Durante el verano, dejábamos la ciudad y nos íbamos a una casa junto a un lago que estaba unido a otro lago. Los dos lagos eran conocidos como Twin Lakes, los lagos gemelos. Me gustaba el verano porque dejábamos las ventanas abiertas. Podía oír los grillos por la noche y los pájaros por la mañana. Cuando podía oír el exterior a través de la ventana, no me sentía en una jaula o como si fuera a morir, aunque supiera que todo iba a morir en algún momento, incluso el Sol. Mi padre me había contado que algún día el Sol iba a explotar y a hacerse tan grande que se tragaría la Tierra. Después encogería y se volvería rojo. Finalmente se enfriaría, se oscurecería y desaparecería. Pero, para entonces, todo lo que yo conocía y amaba habría sido destruido.

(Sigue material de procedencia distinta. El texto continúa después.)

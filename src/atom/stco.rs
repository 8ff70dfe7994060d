use super::*;

/// The version, flags and entry count words preceding the offset table.
pub(crate) const HEADER_SIZE: u64 = 8;

/// A struct representing a sample table chunk offset atom (`stco`).
///
/// The offsets index into the entire file, not into any atom.
#[derive(Clone, Debug, Default, Eq, PartialEq)]
pub struct Stco {
    pub offsets: Vec<u32>,
}

impl Atom for Stco {
    const FOURCC: Fourcc = SAMPLE_TABLE_CHUNK_OFFSET;
}

impl ParseAtom for Stco {
    fn parse_atom(reader: &mut (impl Read + Seek), size: Size) -> crate::Result<Self> {
        let (version, _) = parse_full_head(reader)?;

        if version != 0 {
            return Err(crate::Error::new(
                ErrorKind::UnknownVersion(version),
                "Unknown sample table chunk offset (stco) version",
            ));
        }

        let entries = reader.read_be_u32()?;
        if HEADER_SIZE + 4 * entries as u64 != size.content_len() {
            return Err(crate::Error::new(
                ErrorKind::InvalidContainer,
                "Sample table chunk offset (stco) table size doesn't match atom length",
            ));
        }

        let mut offsets = Vec::with_capacity(entries as usize);
        for _ in 0..entries {
            offsets.push(reader.read_be_u32()?);
        }

        Ok(Self { offsets })
    }
}

impl WriteAtom for Stco {
    fn write_atom(&self, writer: &mut impl Write) -> crate::Result<()> {
        self.write_head(writer)?;
        write_full_head(writer, 0, [0; 3])?;

        writer.write_be_u32(self.offsets.len() as u32)?;
        for o in self.offsets.iter() {
            writer.write_be_u32(*o)?;
        }

        Ok(())
    }

    fn size(&self) -> Size {
        let content_len = HEADER_SIZE + 4 * self.offsets.len() as u64;
        Size::from(content_len)
    }
}
use std::array::TryFromSliceError;
use std::fmt;
use std::ops::{Deref, DerefMut};
use std::str::FromStr;

/// (`ftyp`) Identifier of the atom carrying information about the filetype.
pub const FILETYPE: Fourcc = Fourcc(*b"ftyp");
/// (`mdat`) Identifier of an atom carrying media data.
pub const MEDIA_DATA: Fourcc = Fourcc(*b"mdat");
/// (`moov`) Identifier of the atom containing a structure of children storing metadata.
pub const MOVIE: Fourcc = Fourcc(*b"moov");
/// (`mvhd`) Identifier of the atom containing information about the whole movie.
pub const MOVIE_HEADER: Fourcc = Fourcc(*b"mvhd");
/// (`trak`) Identifier of an atom containing information about a single track.
pub const TRACK: Fourcc = Fourcc(*b"trak");
/// (`tkhd`)
pub const TRACK_HEADER: Fourcc = Fourcc(*b"tkhd");
/// (`edts`)
pub const EDITS: Fourcc = Fourcc(*b"edts");
/// (`mdia`) Identifier of an atom containing information about a track's media type and data.
pub const MEDIA: Fourcc = Fourcc(*b"mdia");
/// (`mdhd`)
pub const MEDIA_HEADER: Fourcc = Fourcc(*b"mdhd");
/// (`minf`)
pub const MEDIA_INFORMATION: Fourcc = Fourcc(*b"minf");
/// (`smhd`)
pub const SOUND_MEDIA_HEADER: Fourcc = Fourcc(*b"smhd");
/// (`dinf`)
pub const DATA_INFORMATION: Fourcc = Fourcc(*b"dinf");
/// (`dref`)
pub const DATA_REFERENCE: Fourcc = Fourcc(*b"dref");
/// (`url `)
pub const URL_MEDIA: Fourcc = Fourcc(*b"url ");
/// (`stbl`)
pub const SAMPLE_TABLE: Fourcc = Fourcc(*b"stbl");
/// (`stsd`)
pub const SAMPLE_TABLE_SAMPLE_DESCRIPTION: Fourcc = Fourcc(*b"stsd");
/// (`stts`)
pub const SAMPLE_TABLE_TIME_TO_SAMPLE: Fourcc = Fourcc(*b"stts");
/// (`stsc`)
pub const SAMPLE_TABLE_SAMPLE_TO_CHUNK: Fourcc = Fourcc(*b"stsc");
/// (`stsz`)
pub const SAMPLE_TABLE_SAMPLE_SIZE: Fourcc = Fourcc(*b"stsz");
/// (`stco`)
pub const SAMPLE_TABLE_CHUNK_OFFSET: Fourcc = Fourcc(*b"stco");
/// (`co64`)
pub const SAMPLE_TABLE_CHUNK_OFFSET_64: Fourcc = Fourcc(*b"co64");
/// (`udta`) Identifier of the atom containing user metadata.
pub const USER_DATA: Fourcc = Fourcc(*b"udta");
/// (`meta`) Identifier of the atom containing a metadata item list.
pub const METADATA: Fourcc = Fourcc(*b"meta");
/// (`hdlr`) Identifier of the atom specifying the handler component that
/// should interpret the media's data.
pub const HANDLER_REFERENCE: Fourcc = Fourcc(*b"hdlr");
/// (`ilst`) Identifier of the atom containing a list of metadata atoms.
pub const ITEM_LIST: Fourcc = Fourcc(*b"ilst");
/// (`data`) Identifier of an atom containing typed data.
pub const DATA: Fourcc = Fourcc(*b"data");
/// (`mean`)
pub const MEAN: Fourcc = Fourcc(*b"mean");
/// (`name`)
pub const NAME: Fourcc = Fourcc(*b"name");
/// (`free`)
pub const FREE: Fourcc = Fourcc(*b"free");
/// (`stem`) Identifier of the atom carrying the raw JSON stems manifest as a
/// direct child of `udta`.
pub const STEM_MANIFEST: Fourcc = Fourcc(*b"stem");

/// (`----`)
pub const FREEFORM: Fourcc = Fourcc(*b"----");

// iTunes style atoms
/// (`©alb`)
pub const ALBUM: Fourcc = Fourcc(*b"\xa9alb");
/// (`©ART`)
pub const ARTIST: Fourcc = Fourcc(*b"\xa9ART");
/// (`tmpo`)
pub const BPM: Fourcc = Fourcc(*b"tmpo");
/// (`©gen`)
pub const CUSTOM_GENRE: Fourcc = Fourcc(*b"\xa9gen");
/// (`©nam`)
pub const TITLE: Fourcc = Fourcc(*b"\xa9nam");
/// (`trkn`)
pub const TRACK_NUMBER: Fourcc = Fourcc(*b"trkn");
/// (`©day`)
pub const YEAR: Fourcc = Fourcc(*b"\xa9day");

/// Mean string of Apple's freeform identifiers (`com.apple.iTunes`).
pub const APPLE_ITUNES_MEAN: &str = "com.apple.iTunes";
/// Mean string of the stems karaoke freeform identifiers (`com.stems`).
pub const STEMS_MEAN: &str = "com.stems";

/// (`----:com.stems:kara`) The timed lyrics JSON document.
pub const LYRICS: FreeformIdent = FreeformIdent::new(STEMS_MEAN, "kara");
/// (`----:com.stems:vpch`) The binary vocal pitch curve.
pub const VOCAL_PITCH: FreeformIdent = FreeformIdent::new(STEMS_MEAN, "vpch");
/// (`----:com.stems:kons`) The binary onset timestamp list.
pub const ONSETS: FreeformIdent = FreeformIdent::new(STEMS_MEAN, "kons");
/// (`----:com.apple.iTunes:initialkey`) The musical key, e.g. `Am`.
pub const MUSICAL_KEY: FreeformIdent = FreeformIdent::new(APPLE_ITUNES_MEAN, "initialkey");

/// A 4 byte atom identifier (four character code).
///
/// The bytes are interpreted as ISO-Latin-1; iTunes identifiers use the byte
/// 0xA9 (`©`) which is not valid utf-8.
#[derive(Clone, Copy, Default, Eq, Hash, PartialEq)]
pub struct Fourcc(pub [u8; 4]);

impl Deref for Fourcc {
    type Target = [u8; 4];

    fn deref(&self) -> &Self::Target {
        &self.0
    }
}

impl DerefMut for Fourcc {
    fn deref_mut(&mut self) -> &mut Self::Target {
        &mut self.0
    }
}

impl FromStr for Fourcc {
    type Err = TryFromSliceError;

    fn from_str(s: &str) -> Result<Self, Self::Err> {
        Ok(Fourcc(s.as_bytes().try_into()?))
    }
}

impl fmt::Debug for Fourcc {
    fn fmt(&self, f: &mut fmt::Formatter<'_>) -> fmt::Result {
        write!(f, "Fourcc({})", self.0.iter().map(|b| char::from(*b)).collect::<String>())
    }
}

impl fmt::Display for Fourcc {
    fn fmt(&self, f: &mut fmt::Formatter<'_>) -> fmt::Result {
        write!(f, "{}", self.0.iter().map(|b| char::from(*b)).collect::<String>())
    }
}

/// An identifier of a freeform (`----`) atom containing borrowed mean and name
/// strings.
#[derive(Clone, Copy, Debug, Eq, PartialEq)]
pub struct FreeformIdent<'a> {
    /// The mean string, typically in reverse domain notation.
    pub mean: &'a str,
    /// The name string used to identify the freeform atom.
    pub name: &'a str,
}

impl fmt::Display for FreeformIdent<'_> {
    fn fmt(&self, f: &mut fmt::Formatter<'_>) -> fmt::Result {
        write!(f, "----:{}:{}", self.mean, self.name)
    }
}

impl<'a> FreeformIdent<'a> {
    /// Creates a new freeform ident containing the mean and name as borrowed strings.
    pub const fn new(mean: &'a str, name: &'a str) -> Self {
        Self { mean, name }
    }
}

/// An identifier of a metadata item.
///
/// Standard items are identified by their fourcc alone, freeform (`----`)
/// items by the `(mean, name)` pair carried in their child atoms.
#[derive(Clone, Debug, Eq, PartialEq)]
pub enum DataIdent {
    /// A standard identifier containing a 4 byte atom identifier.
    Fourcc(Fourcc),
    /// An identifier of a freeform (`----`) atom containing owned mean and name strings.
    Freeform {
        /// The mean string, typically in reverse domain notation.
        mean: String,
        /// The name string used to identify the freeform atom.
        name: String,
    },
}

impl fmt::Display for DataIdent {
    fn fmt(&self, f: &mut fmt::Formatter<'_>) -> fmt::Result {
        match self {
            Self::Fourcc(ident) => write!(f, "{ident}"),
            Self::Freeform { mean, name } => write!(f, "----:{mean}:{name}"),
        }
    }
}

impl From<Fourcc> for DataIdent {
    fn from(value: Fourcc) -> Self {
        Self::Fourcc(value)
    }
}

impl From<FreeformIdent<'_>> for DataIdent {
    fn from(value: FreeformIdent<'_>) -> Self {
        Self::freeform(value.mean, value.name)
    }
}

impl DataIdent {
    /// Creates a new identifier of type [`DataIdent::Freeform`] containing the
    /// owned mean and name string.
    pub fn freeform(mean: impl Into<String>, name: impl Into<String>) -> Self {
        Self::Freeform { mean: mean.into(), name: name.into() }
    }
}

En Twin Lakes había dos chicas mayores que vivían cerca y que me solían invitar a su casa. Jugaban a que yo era su novio o su marido, lo que implicaba que me tenía que quitar la camisa, dejarme los pantalones puestos y tumbarme encima de ellas moviendo las caderas hacia delante y hacia detrás mientras ellas hacían ruiditos. Me ponía la mano entre las piernas como si fuera un pene. Por la parte baja de la espalda me crecía un cosquilleo que se extendía al resto de mi cuerpo. Otra chica del barrio tenía un hermano adolescente con pelo corto teñido de rubio platino y un descapotable rojo. Pasaba a toda velocidad por la noche hasta el final de la calle donde vivían. Cuando me quedaba a solas en el jardín de atrás, me subía las mangas de la camisa y caminaba de un lado a otro fingiendo ser él.

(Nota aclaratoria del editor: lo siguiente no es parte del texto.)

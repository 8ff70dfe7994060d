use std::io::{Cursor, Read, Seek, SeekFrom, Write};
use std::ops::Deref;

use crate::util::*;
use crate::ErrorKind;

pub use head::*;
pub use ident::*;

pub use data::Data;
pub use metaitem::MetaItem;

/// A module for working with identifiers.
pub mod ident;

pub(crate) mod co64;
pub(crate) mod data;
pub(crate) mod head;
pub(crate) mod mdhd;
pub(crate) mod metaitem;
pub(crate) mod stco;
pub(crate) mod stsc;
pub(crate) mod stsd;
pub(crate) mod stsz;
pub(crate) mod stts;
pub(crate) mod template;

/// The set of atoms whose content is a list of child atoms.
///
/// `meta` is special: its children begin after a 4 byte version and flags
/// word, all other containers' children begin immediately after the head.
const CONTAINERS: [Fourcc; 10] = [
    MOVIE,
    TRACK,
    MEDIA,
    MEDIA_INFORMATION,
    SAMPLE_TABLE,
    USER_DATA,
    METADATA,
    ITEM_LIST,
    EDITS,
    FREEFORM,
];

pub(crate) fn is_container(fourcc: Fourcc) -> bool {
    CONTAINERS.contains(&fourcc)
}

/// A trait providing the fourcc of an atom.
pub(crate) trait Atom {
    const FOURCC: Fourcc;
}

/// A trait for parsing an atom's content.
///
/// The reader is expected to be positioned at the start of the atom's content,
/// right after the head.
pub(crate) trait ParseAtom: Atom + Sized {
    fn parse_atom(reader: &mut (impl Read + Seek), size: Size) -> crate::Result<Self>;

    fn parse(reader: &mut (impl Read + Seek), size: Size) -> crate::Result<Self> {
        match Self::parse_atom(reader, size) {
            Ok(a) => Ok(a),
            Err(e) => Err(crate::Error::new(
                e.kind,
                format!("Error reading {}: {}", Self::FOURCC, e.description),
            )),
        }
    }
}

/// A trait for writing a complete atom including its head.
pub(crate) trait WriteAtom: Atom {
    fn write_atom(&self, writer: &mut impl Write) -> crate::Result<()>;

    fn size(&self) -> Size;

    fn write_head(&self, writer: &mut impl Write) -> crate::Result<()> {
        head::write_head(writer, Head::from(self.size(), Self::FOURCC))
    }

    fn write(&self, writer: &mut impl Write) -> crate::Result<()> {
        self.write_atom(writer)
    }

    fn to_bytes(&self) -> crate::Result<Vec<u8>> {
        let mut buf = Vec::with_capacity(self.len() as usize);
        self.write(&mut buf)?;
        Ok(buf)
    }

    fn len(&self) -> u64 {
        self.size().len()
    }
}

/// Seeks to the content of `bounds` and parses it as `T`.
pub(crate) fn parse_at<T: ParseAtom>(
    reader: &mut (impl Read + Seek),
    bounds: &AtomBounds,
) -> crate::Result<T> {
    reader.seek(SeekFrom::Start(bounds.content_pos()))?;
    T::parse(reader, bounds.size())
}

/// Scans the window `[start, end)` of the buffer and returns the bounds of
/// every atom in it.
///
/// An atom with a length field of 0 extends to the end of the window and
/// terminates the scan.
pub(crate) fn scan_atoms(bytes: &[u8], start: u64, end: u64) -> crate::Result<Vec<AtomBounds>> {
    let mut reader = Cursor::new(bytes);
    let mut atoms = Vec::new();
    let mut pos = start;

    while pos < end {
        reader.seek(SeekFrom::Start(pos))?;
        let head = parse_head(&mut reader, end)?;
        atoms.push(AtomBounds::new(pos, head));
        pos += head.len();
    }

    Ok(atoms)
}

/// Returns the window of a container atom's children.
pub(crate) fn content_window(bounds: &AtomBounds) -> crate::Result<(u64, u64)> {
    let mut start = bounds.content_pos();
    if bounds.fourcc() == METADATA {
        if bounds.content_len() < 4 {
            return Err(crate::Error::new(
                ErrorKind::Truncated,
                "Metadata (meta) atom is too short to hold its version and flags",
            ));
        }
        start += 4;
    }
    Ok((start, bounds.end()))
}

/// Returns the bounds of the first child of `parent` matching the fourcc.
pub(crate) fn find_child(
    bytes: &[u8],
    parent: &AtomBounds,
    fourcc: Fourcc,
) -> crate::Result<Option<AtomBounds>> {
    let (start, end) = content_window(parent)?;
    Ok(scan_atoms(bytes, start, end)?.into_iter().find(|a| a.fourcc() == fourcc))
}

/// Returns the bounds of the first top level atom matching the fourcc.
pub(crate) fn find_top_level(bytes: &[u8], fourcc: Fourcc) -> crate::Result<Option<AtomBounds>> {
    Ok(scan_atoms(bytes, 0, bytes.len() as u64)?.into_iter().find(|a| a.fourcc() == fourcc))
}

/// Returns the bounds of the first child of `parent` matching the fourcc, or
/// an [`ErrorKind::AtomNotFound`] error.
pub(crate) fn expect_child(
    bytes: &[u8],
    parent: &AtomBounds,
    fourcc: Fourcc,
) -> crate::Result<AtomBounds> {
    find_child(bytes, parent, fourcc)?.ok_or_else(|| {
        crate::Error::new(
            ErrorKind::AtomNotFound(fourcc),
            format!("Missing necessary data, no {fourcc} atom found inside {}", parent.fourcc()),
        )
    })
}

/// A node of the parsed atom tree.
#[derive(Clone, Debug, Eq, PartialEq)]
pub struct AtomNode {
    /// The 4 byte identifier of the atom.
    pub fourcc: Fourcc,
    /// The absolute offset of the atom in the buffer.
    pub offset: u64,
    /// The total length of the atom including its head.
    pub len: u64,
    /// The length of the head, 8 or 16 bytes.
    pub head_len: u8,
    /// The materialized children, empty for non-container atoms and atoms
    /// below the depth cap.
    pub children: Vec<AtomNode>,
}

impl AtomNode {
    /// Returns a reference to the first child matching the fourcc, if present.
    pub fn child(&self, fourcc: Fourcc) -> Option<&AtomNode> {
        self.children.iter().find(|a| a.fourcc == fourcc)
    }
}

/// Parses the ordered atom tree of the buffer, materializing the children of
/// known container atoms up to `max_depth` levels deep.
pub fn parse_tree(bytes: &[u8], max_depth: u8) -> crate::Result<Vec<AtomNode>> {
    parse_nodes(bytes, 0, bytes.len() as u64, max_depth)
}

fn parse_nodes(bytes: &[u8], start: u64, end: u64, depth: u8) -> crate::Result<Vec<AtomNode>> {
    let mut nodes = Vec::new();

    for bounds in scan_atoms(bytes, start, end)? {
        let children = if depth > 0 && is_container(bounds.fourcc()) {
            let (cstart, cend) = content_window(&bounds)?;
            parse_nodes(bytes, cstart, cend, depth - 1)?
        } else {
            Vec::new()
        };

        nodes.push(AtomNode {
            fourcc: bounds.fourcc(),
            offset: bounds.pos(),
            len: bounds.len(),
            head_len: bounds.head_len() as u8,
            children,
        });
    }

    Ok(nodes)
}

#[cfg(test)]
mod test {
    use super::*;

    fn atom(fourcc: &[u8; 4], content: &[u8]) -> Vec<u8> {
        let mut buf = Vec::new();
        buf.extend_from_slice(&(8 + content.len() as u32).to_be_bytes());
        buf.extend_from_slice(fourcc);
        buf.extend_from_slice(content);
        buf
    }

    #[test]
    fn nested_tree() {
        let ilst = atom(b"ilst", &[]);
        let mut meta_content = vec![0; 4];
        meta_content.extend_from_slice(&ilst);
        let meta = atom(b"meta", &meta_content);
        let udta = atom(b"udta", &meta);
        let moov = atom(b"moov", &udta);
        let mut file = atom(b"ftyp", b"M4A \x00\x00\x00\x00");
        file.extend_from_slice(&moov);

        let tree = parse_tree(&file, 10).unwrap();
        assert_eq!(tree.len(), 2);
        assert_eq!(tree[0].fourcc, FILETYPE);
        let moov = &tree[1];
        assert_eq!(moov.fourcc, MOVIE);
        let ilst = moov
            .child(USER_DATA)
            .and_then(|a| a.child(METADATA))
            .and_then(|a| a.child(ITEM_LIST))
            .unwrap();
        assert_eq!(ilst.len, 8);
    }

    #[test]
    fn depth_cap() {
        let udta = atom(b"udta", &atom(b"meta", &[0; 4]));
        let moov = atom(b"moov", &udta);

        let tree = parse_tree(&moov, 1).unwrap();
        assert_eq!(tree[0].children.len(), 1);
        assert!(tree[0].children[0].children.is_empty());
    }

    #[test]
    fn truncated_child() {
        let mut moov = atom(b"moov", &[0, 0, 0, 64, b'u', b'd', b't', b'a']);
        moov.truncate(16);
        set_be_u32_at(&mut moov, 0, 16);

        let err = parse_tree(&moov, 4).unwrap_err();
        assert!(matches!(err.kind, ErrorKind::Truncated));
    }
}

Fui a un campamento cerca de Twin Lakes en el que una de las monitoras tenía un pelo largo y ondulado y unas tetas enormes. Me pegué a ella y le preguntaba qué opinaba de sus padres, de sus amigos y de los chicos. Me dijo que se me daba bien escuchar y que podía hablar conmigo de una forma diferente a como hablaba con otras personas. Me encantaba escucharla. Me hacía sentir importante. Me dejaba quedarme con ella mientras los otros niños realizaban actividades. Nos inventábamos excusas, como que me encontraba mal o que me necesitaba para ayudarla con algo. Una vez que llovía me dejó recostarme en su pecho dentro de una tienda de campaña vacía. Me susurró al oído cuatro veces lo especial que era. «Eres tan especial», me dijo. Especial. Especial. Especial. Especial.